About this exercise → Please repeat exactly the lines below from the one containing "let short = [bytes[0], bytes[2], bytes[4]];" down to the one containing "impl Stage for LazyLoadImages", both included, and nothing else.
:: Record set ::
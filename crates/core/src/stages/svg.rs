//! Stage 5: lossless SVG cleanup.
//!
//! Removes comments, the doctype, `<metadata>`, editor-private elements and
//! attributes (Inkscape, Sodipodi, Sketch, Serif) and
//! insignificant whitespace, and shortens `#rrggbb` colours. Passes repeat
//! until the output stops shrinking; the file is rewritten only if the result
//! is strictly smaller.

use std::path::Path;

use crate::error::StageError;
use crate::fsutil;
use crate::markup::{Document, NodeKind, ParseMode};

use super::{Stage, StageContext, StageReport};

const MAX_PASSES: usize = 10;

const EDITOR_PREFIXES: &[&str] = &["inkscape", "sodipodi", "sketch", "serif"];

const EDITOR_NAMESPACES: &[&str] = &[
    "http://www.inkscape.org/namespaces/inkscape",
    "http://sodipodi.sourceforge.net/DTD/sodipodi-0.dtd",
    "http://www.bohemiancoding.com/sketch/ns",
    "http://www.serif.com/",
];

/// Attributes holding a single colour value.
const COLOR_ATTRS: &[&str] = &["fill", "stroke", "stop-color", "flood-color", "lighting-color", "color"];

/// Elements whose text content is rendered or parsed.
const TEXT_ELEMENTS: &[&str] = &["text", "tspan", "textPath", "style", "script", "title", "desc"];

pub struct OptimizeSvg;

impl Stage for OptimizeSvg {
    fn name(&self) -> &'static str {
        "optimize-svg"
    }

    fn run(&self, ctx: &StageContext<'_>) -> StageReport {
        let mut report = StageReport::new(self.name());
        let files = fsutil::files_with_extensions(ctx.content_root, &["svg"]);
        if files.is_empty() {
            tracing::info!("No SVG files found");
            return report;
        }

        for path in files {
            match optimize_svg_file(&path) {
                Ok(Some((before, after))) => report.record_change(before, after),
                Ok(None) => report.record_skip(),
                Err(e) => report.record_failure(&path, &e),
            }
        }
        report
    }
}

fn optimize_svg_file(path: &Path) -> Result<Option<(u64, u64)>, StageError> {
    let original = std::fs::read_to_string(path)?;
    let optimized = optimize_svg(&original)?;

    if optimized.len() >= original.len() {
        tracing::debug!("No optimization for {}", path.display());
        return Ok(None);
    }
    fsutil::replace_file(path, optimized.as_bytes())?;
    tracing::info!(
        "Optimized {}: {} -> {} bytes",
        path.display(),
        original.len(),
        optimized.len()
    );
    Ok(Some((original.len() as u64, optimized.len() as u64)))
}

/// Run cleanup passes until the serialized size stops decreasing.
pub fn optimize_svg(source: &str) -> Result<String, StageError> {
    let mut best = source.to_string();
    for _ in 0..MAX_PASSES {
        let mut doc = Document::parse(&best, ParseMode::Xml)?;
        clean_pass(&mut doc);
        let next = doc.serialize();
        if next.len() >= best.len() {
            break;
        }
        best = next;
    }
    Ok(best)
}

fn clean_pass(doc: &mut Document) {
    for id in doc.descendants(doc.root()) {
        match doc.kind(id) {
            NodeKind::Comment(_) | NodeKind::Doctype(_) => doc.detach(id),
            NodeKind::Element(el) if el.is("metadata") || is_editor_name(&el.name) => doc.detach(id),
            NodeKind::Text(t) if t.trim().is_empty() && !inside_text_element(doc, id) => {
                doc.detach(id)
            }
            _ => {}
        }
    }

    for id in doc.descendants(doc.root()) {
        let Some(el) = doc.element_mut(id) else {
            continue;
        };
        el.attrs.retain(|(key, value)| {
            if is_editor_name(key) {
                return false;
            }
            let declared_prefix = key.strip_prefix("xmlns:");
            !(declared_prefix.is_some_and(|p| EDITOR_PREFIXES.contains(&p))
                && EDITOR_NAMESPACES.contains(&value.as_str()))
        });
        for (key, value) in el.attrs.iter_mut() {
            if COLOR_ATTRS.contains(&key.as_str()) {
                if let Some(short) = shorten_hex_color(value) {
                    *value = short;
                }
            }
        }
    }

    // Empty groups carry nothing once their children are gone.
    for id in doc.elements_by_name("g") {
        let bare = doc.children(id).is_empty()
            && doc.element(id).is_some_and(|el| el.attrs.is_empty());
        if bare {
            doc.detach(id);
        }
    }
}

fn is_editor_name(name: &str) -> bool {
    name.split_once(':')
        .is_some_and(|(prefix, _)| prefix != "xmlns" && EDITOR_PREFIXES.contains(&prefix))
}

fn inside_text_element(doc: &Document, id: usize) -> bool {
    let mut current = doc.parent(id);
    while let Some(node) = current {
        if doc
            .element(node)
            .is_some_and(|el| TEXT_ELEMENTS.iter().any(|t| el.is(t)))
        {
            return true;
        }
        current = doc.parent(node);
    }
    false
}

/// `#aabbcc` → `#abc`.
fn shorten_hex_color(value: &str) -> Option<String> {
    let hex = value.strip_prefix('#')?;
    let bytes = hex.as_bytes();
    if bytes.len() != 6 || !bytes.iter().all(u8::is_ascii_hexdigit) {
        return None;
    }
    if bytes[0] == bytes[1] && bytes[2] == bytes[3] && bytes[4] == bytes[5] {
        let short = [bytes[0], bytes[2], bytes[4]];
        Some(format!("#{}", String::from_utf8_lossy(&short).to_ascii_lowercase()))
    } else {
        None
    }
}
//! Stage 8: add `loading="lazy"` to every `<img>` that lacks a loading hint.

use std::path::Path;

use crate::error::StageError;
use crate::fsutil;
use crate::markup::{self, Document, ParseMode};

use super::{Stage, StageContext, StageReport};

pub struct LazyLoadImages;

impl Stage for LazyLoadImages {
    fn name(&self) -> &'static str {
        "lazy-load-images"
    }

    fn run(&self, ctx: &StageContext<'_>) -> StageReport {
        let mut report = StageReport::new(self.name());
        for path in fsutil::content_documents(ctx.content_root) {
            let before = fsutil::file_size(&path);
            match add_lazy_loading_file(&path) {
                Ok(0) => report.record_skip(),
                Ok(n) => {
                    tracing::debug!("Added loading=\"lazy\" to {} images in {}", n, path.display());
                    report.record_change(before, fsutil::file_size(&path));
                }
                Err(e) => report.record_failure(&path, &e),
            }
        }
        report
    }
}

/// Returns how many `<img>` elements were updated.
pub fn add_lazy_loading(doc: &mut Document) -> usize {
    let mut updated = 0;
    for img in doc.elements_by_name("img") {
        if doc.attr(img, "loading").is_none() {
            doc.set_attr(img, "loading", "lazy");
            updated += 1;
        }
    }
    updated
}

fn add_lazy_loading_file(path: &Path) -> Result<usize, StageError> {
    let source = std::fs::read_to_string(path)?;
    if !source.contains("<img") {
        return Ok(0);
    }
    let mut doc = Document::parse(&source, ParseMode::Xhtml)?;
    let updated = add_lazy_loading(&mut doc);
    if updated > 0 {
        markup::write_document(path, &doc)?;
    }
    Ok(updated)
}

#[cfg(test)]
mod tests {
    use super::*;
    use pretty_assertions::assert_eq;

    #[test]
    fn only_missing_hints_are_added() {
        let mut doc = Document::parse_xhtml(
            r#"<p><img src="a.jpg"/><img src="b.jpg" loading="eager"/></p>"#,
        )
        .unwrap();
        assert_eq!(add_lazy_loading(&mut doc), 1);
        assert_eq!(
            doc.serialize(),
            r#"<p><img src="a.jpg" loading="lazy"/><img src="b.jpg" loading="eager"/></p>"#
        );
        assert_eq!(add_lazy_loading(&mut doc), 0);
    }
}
:::
Exercise output →
        let short = [bytes[0], bytes[2], bytes[4]];
        Some(format!("#{}", String::from_utf8_lossy(&short).to_ascii_lowercase()))
    } else {
        None
    }
}
//! Stage 8: add `loading="lazy"` to every `<img>` that lacks a loading hint.

use std::path::Path;

use crate::error::StageError;
use crate::fsutil;
use crate::markup::{self, Document, ParseMode};

use super::{Stage, StageContext, StageReport};

pub struct LazyLoadImages;

impl Stage for LazyLoadImages {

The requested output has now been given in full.